En realidad, en Egipto el matrimonio no tenía carácter sagrado y la gente no se casaba en una ceremonia especial, como se acostumbró en todos los pueblos mucho más tarde. El rito nupcial no existía, ni aun entre los faraones. A lo sumo la pareja concurría a un templo y se tomaba de la mano ante la estatua del dios, con lo cual quedaba formalizada la unión. Lo más frecuente es que el día de la boda los familiares de la novia llevaran a la casa del novio los bienes que componían la dote. Lo que nunca faltaba era la fiesta, donde se bebía mucha cerveza y se comían los manjares más exquisitos. En la mesa del faraón sólo se tomaba vino y los platos de carne de hiena constituían el manjar favorito. Lo que sí existía -y en grado muy frecuente, sobre todo entre la nobleza- era la infidelidad conyugal. Ahora se conoce el caso del sacerdote Teenuth, cuya esposa era tan infiel que el hombre se vio obligado a criar tres hijos que no le pertenecían. La mujer, de la cual se ignora el nombre, adujo, cuando fue acusada en los tribunales, que el padre de esos hijos era el propio dios Ra, que la requirió en muchas oportunidades, a lo cual ella no pudo negarse. Esa argucia la salvó, de la muerte, pues el adulterio se castigaba con la pena capital. Los jueces aceptaron, sin más vueltas, que los pequeños eran hijos de la divinidad.

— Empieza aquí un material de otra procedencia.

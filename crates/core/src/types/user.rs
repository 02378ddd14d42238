//! User records returned by the deletion endpoints.

use core::fmt;

use serde::{Deserialize, Serialize};

use super::identifier::IdentifierKind;
use super::lenient;

/// Deduplication key for a user record: `lowercase(email) + "|" + mobile`.
///
/// Records with neither an email nor a mobile number all share the key `"|"`
/// and therefore collapse into one entry when merged.
#[derive(Debug, Clone, PartialEq, Eq, Hash, PartialOrd, Ord)]
pub struct UserKey(String);

impl UserKey {
    /// Build a key from optional parts.
    #[must_use]
    pub fn new(email: Option<&str>, mobile_number: Option<&str>) -> Self {
        Self(format!(
            "{}|{}",
            email.unwrap_or_default().to_lowercase(),
            mobile_number.unwrap_or_default()
        ))
    }

    /// Returns the key as a string slice.
    #[must_use]
    pub fn as_str(&self) -> &str {
        &self.0
    }
}

impl fmt::Display for UserKey {
    fn fmt(&self, f: &mut fmt::Formatter<'_>) -> fmt::Result {
        f.write_str(&self.0)
    }
}

/// A user as reported by the deletion endpoints. Every field is optional.
#[derive(Debug, Clone, Default, PartialEq, Eq, Serialize, Deserialize)]
pub struct UserRecord {
    /// Display name.
    #[serde(default, deserialize_with = "lenient::optional_string")]
    pub name: Option<String>,
    /// Account email.
    #[serde(default, deserialize_with = "lenient::optional_string")]
    pub email: Option<String>,
    /// Mobile number (the backend sometimes sends it as a JSON number).
    #[serde(default, deserialize_with = "lenient::optional_string")]
    pub mobile_number: Option<String>,
}

/// A reportee listed under a manager that could not be deleted.
pub type Reportee = UserRecord;

impl UserRecord {
    /// Create a record from its parts.
    #[must_use]
    pub fn new(name: Option<&str>, email: Option<&str>, mobile_number: Option<&str>) -> Self {
        Self {
            name: name.map(str::to_owned),
            email: email.map(str::to_owned),
            mobile_number: mobile_number.map(str::to_owned),
        }
    }

    /// Record with only an email.
    #[must_use]
    pub fn with_email(email: &str) -> Self {
        Self::new(None, Some(email), None)
    }

    /// Record for a bare identifier string: an email when it contains `@`,
    /// otherwise a mobile number.
    #[must_use]
    pub fn from_identifier(raw: &str) -> Self {
        match IdentifierKind::classify(raw) {
            IdentifierKind::Email => Self::new(None, Some(raw), None),
            IdentifierKind::Mobile => Self::new(None, None, Some(raw)),
        }
    }

    /// Deduplication key.
    #[must_use]
    pub fn key(&self) -> UserKey {
        UserKey::new(self.email.as_deref(), self.mobile_number.as_deref())
    }

    /// Best single label: email, then mobile, then name, then `-`.
    #[must_use]
    pub fn label(&self) -> &str {
        self.email
            .as_deref()
            .or(self.mobile_number.as_deref())
            .or(self.name.as_deref())
            .unwrap_or("-")
    }
}

/// A manager the backend refused to delete because they still have reportees.
#[derive(Debug, Clone, Default, PartialEq, Eq, Serialize, Deserialize)]
pub struct BlockedManager {
    /// The manager.
    #[serde(flatten)]
    pub user: UserRecord,
    /// Reportees blocking the deletion.
    #[serde(default, deserialize_with = "lenient::list")]
    pub reportees: Vec<Reportee>,
}

impl From<UserRecord> for BlockedManager {
    fn from(user: UserRecord) -> Self {
        Self {
            user,
            reportees: Vec::new(),
        }
    }
}

impl BlockedManager {
    /// Deduplication key of the manager.
    #[must_use]
    pub fn key(&self) -> UserKey {
        self.user.key()
    }
}

#[cfg(test)]
#[allow(clippy::unwrap_used)]
mod tests {
    use super::*;

    #[test]
    fn test_key_lowercases_email_only() {
        let a = UserRecord::new(None, Some("A@X.com"), Some("+91ABC"));
        assert_eq!(a.key().as_str(), "a@x.com|+91ABC");
    }

    #[test]
    fn test_anonymous_records_share_key() {
        let a = UserRecord::new(Some("One"), None, None);
        let b = UserRecord::new(Some("Two"), None, None);
        assert_eq!(a.key(), b.key());
        assert_eq!(a.key().as_str(), "|");
    }

    #[test]
    fn test_decode_numeric_mobile() {
        let record: UserRecord = serde_json::from_str(
            r#"{"name": null, "email": "", "mobile_number": 9876543210}"#,
        )
        .unwrap();
        assert_eq!(record.name, None);
        assert_eq!(record.email, None);
        assert_eq!(record.mobile_number.as_deref(), Some("9876543210"));
    }

    #[test]
    fn test_decode_blocked_manager() {
        let manager: BlockedManager = serde_json::from_str(
            r#"{"name": "Boss", "email": "boss@x.com", "reportees": [{"email": "r@x.com"}, 42]}"#,
        )
        .unwrap();
        assert_eq!(manager.user.name.as_deref(), Some("Boss"));
        assert_eq!(manager.reportees, vec![UserRecord::with_email("r@x.com")]);
    }

    #[test]
    fn test_decode_blocked_manager_without_reportees() {
        let manager: BlockedManager =
            serde_json::from_str(r#"{"email": "boss@x.com", "reportees": null}"#).unwrap();
        assert!(manager.reportees.is_empty());
    }

    #[test]
    fn test_from_identifier_classifies() {
        assert_eq!(
            UserRecord::from_identifier("a@x.com"),
            UserRecord::with_email("a@x.com")
        );
        let record = UserRecord::from_identifier("9876543210");
        assert_eq!(record.mobile_number.as_deref(), Some("9876543210"));
        assert_eq!(record.email, None);
    }

    #[test]
    fn test_label_fallbacks() {
        assert_eq!(UserRecord::with_email("a@x.com").label(), "a@x.com");
        assert_eq!(UserRecord::new(Some("N"), None, Some("123")).label(), "123");
        assert_eq!(UserRecord::default().label(), "-");
    }
}
//! Offline identifier validation.
//!
//! # Usage
//!
//! ```bash
//! pms-cli check "A@Example.com " "+91 98765-43210" 12345
//! ```

use pms_admin::components::{DataTable, TableColumn};
use pms_admin_core::{Identifier, IdentifierKind, sanitize_input};

use super::CliError;
use super::output::print_table;

/// Print how each value is sanitized, classified and normalized.
///
/// # Errors
///
/// Returns [`CliError::InvalidInput`] when any value fails validation.
pub fn run(values: &[String]) -> Result<(), CliError> {
    let mut table = DataTable::new(
        "Identifiers",
        vec![
            TableColumn::new("input", "Input"),
            TableColumn::new("sanitized", "Sanitized"),
            TableColumn::new("kind", "Kind"),
            TableColumn::new("result", "Result"),
        ],
    );

    let mut invalid = 0;
    for value in values {
        let sanitized = sanitize_input(value);
        let kind = IdentifierKind::classify(&sanitized);
        let result = match Identifier::parse(&sanitized) {
            Ok(identifier) => identifier.into_inner(),
            Err(e) => {
                invalid += 1;
                e.to_string()
            }
        };
        let row = vec![format!("{value:?}"), sanitized, kind.to_string(), result];
        table.push_row(row);
    }

    print_table(&table);

    if invalid > 0 {
        return Err(CliError::InvalidInput(invalid));
    }
    Ok(())
}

Los faraones estaban autorizados a tomar cuantas esposas quisieran, además de poseer un nutrido harén de concubinas. Ramsés II tuvo 172 hijos, de los cuáles sólo unos pocos podian aspirar al trono, ya que no todos eran iguales. Dentro de estos serrallos reales la jerarquía era muy rígida y los celos cosa frecuente. Pero las transgresiones a la disciplina se castigaban con rigor. Taia, una de las esposas de Ramsés III, conspiró con un sacerdote para que su hijo se convirtiese en el primer heredero del faraón, lugar que no le correspondía. Descubierta la conjura -que implicaba el asesinato de quienes lo precedían en sus derechos- la mujer y sus cómplices sufrieron un terrible castigo: se les cortó la nariz y las orejas.
En tiempos de Amenofis III (1391-1383), el gran sacerdote Hapu profetizó que uno de los hijos de la reina Tiy, futuro Akenatón le provocaría la muerte. Para evitar esa posibilidad, el rey ordenó que el pequeño fuese confinado a vivir para siempre en el harén, donde se criaría entre las mujeres. Cuando murió el sacerdote Hapu, Tiy pidió la libertad del joven, que ya tenía 19 años. Tuvo que vencer grandes escollos para lograrlo: entre ellos, aceptar que el faraón tomara por esposa a una hija de ambos, llamada Sitamun. Pero la historia terminó mal: Akenatón finalmente subió al trono y se casó con Nefertiti, que había sido esposa de su padre y era considerada la mujer más bella de Egipto. Una de sus primeras medidas fue prohibir el culto a las antiguas divinidades, proclamando a Atón como único dios verdadero. Según se ha descubierto ahora, la hermosa Nefertiti fue la verdadera responsable de esa reforma religiosa, que sumió al imperio en una horrible guerra civil y terminó en un baño de sangre. El ardiente faraón no pudo, o no quiso, resistirse a los pedidos y a los tibios abrazos de su deslumbrante reina. Debilidad que le hizo perder la corona más poderosa de la tierra.